### WORK TO COMPLETE
Lines that include "struct" make up the answer; copy all of them from the data below.

LISTED RECORDS START

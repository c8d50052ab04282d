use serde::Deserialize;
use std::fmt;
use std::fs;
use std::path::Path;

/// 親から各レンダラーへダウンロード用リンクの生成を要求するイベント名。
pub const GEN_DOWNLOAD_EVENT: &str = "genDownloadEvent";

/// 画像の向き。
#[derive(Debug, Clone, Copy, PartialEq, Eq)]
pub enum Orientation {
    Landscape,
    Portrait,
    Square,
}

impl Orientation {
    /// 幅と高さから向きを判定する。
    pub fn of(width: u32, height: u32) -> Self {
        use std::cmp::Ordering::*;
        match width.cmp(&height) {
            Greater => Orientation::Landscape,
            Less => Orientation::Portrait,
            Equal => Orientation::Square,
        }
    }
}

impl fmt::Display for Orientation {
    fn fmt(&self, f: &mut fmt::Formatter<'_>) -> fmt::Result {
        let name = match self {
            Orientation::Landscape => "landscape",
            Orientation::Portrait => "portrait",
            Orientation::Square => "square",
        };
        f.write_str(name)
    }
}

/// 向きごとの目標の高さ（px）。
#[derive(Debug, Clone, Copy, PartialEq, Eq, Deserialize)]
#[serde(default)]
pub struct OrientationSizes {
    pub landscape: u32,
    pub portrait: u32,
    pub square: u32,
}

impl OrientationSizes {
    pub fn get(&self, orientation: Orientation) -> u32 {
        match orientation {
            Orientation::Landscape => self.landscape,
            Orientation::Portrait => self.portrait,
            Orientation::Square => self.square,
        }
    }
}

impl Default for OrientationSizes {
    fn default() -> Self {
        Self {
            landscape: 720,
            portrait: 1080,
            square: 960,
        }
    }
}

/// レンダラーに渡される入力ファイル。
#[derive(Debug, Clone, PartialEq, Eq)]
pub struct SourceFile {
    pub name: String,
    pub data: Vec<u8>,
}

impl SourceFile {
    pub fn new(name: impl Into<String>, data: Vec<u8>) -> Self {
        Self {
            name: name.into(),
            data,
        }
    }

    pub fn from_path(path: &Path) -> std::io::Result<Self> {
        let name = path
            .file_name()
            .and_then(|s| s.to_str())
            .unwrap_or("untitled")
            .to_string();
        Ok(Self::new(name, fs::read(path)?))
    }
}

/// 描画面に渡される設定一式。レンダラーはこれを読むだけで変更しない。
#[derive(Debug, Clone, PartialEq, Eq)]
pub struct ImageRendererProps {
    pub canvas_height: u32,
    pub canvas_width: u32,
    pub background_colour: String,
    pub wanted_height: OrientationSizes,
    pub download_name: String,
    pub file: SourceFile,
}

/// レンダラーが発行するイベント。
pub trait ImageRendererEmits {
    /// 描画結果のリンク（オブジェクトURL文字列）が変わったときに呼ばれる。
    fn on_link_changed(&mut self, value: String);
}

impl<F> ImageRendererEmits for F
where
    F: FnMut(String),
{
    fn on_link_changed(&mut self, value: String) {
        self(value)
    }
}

LISTED RECORDS END
LISTED RECORDS START

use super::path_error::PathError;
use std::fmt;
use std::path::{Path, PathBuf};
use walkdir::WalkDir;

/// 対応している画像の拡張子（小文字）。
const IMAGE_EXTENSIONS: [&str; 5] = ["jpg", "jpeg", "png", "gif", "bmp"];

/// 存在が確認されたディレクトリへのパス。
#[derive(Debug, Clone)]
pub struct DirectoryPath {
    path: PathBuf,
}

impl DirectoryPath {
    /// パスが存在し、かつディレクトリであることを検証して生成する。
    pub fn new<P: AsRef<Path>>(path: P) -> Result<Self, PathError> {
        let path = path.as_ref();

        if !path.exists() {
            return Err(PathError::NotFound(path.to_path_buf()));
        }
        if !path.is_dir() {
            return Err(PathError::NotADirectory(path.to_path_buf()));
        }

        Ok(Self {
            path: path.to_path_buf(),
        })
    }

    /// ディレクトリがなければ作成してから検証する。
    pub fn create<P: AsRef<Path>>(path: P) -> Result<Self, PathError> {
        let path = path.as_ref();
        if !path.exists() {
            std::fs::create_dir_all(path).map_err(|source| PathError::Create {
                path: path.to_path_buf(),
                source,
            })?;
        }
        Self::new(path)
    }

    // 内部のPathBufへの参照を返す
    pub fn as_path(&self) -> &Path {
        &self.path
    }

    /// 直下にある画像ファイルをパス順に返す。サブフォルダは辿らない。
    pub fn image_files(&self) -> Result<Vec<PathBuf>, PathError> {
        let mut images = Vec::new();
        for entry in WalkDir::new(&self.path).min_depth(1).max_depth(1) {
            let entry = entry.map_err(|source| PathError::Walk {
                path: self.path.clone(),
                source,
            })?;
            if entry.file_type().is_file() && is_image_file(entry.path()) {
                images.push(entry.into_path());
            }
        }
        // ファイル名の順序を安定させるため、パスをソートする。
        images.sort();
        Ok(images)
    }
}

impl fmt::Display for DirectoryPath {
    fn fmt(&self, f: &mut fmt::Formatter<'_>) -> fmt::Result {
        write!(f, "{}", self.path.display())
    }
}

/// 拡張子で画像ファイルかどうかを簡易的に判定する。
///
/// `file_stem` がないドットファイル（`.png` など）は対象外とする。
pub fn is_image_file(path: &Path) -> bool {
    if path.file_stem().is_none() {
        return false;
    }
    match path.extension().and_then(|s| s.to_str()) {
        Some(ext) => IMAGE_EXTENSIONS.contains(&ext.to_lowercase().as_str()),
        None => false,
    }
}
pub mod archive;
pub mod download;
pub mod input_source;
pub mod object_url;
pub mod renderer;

LISTED RECORDS END

### PROBLEM SOLUTION
pub struct OrientationSizes {
pub struct SourceFile {
pub struct ImageRendererProps {
pub struct DirectoryPath {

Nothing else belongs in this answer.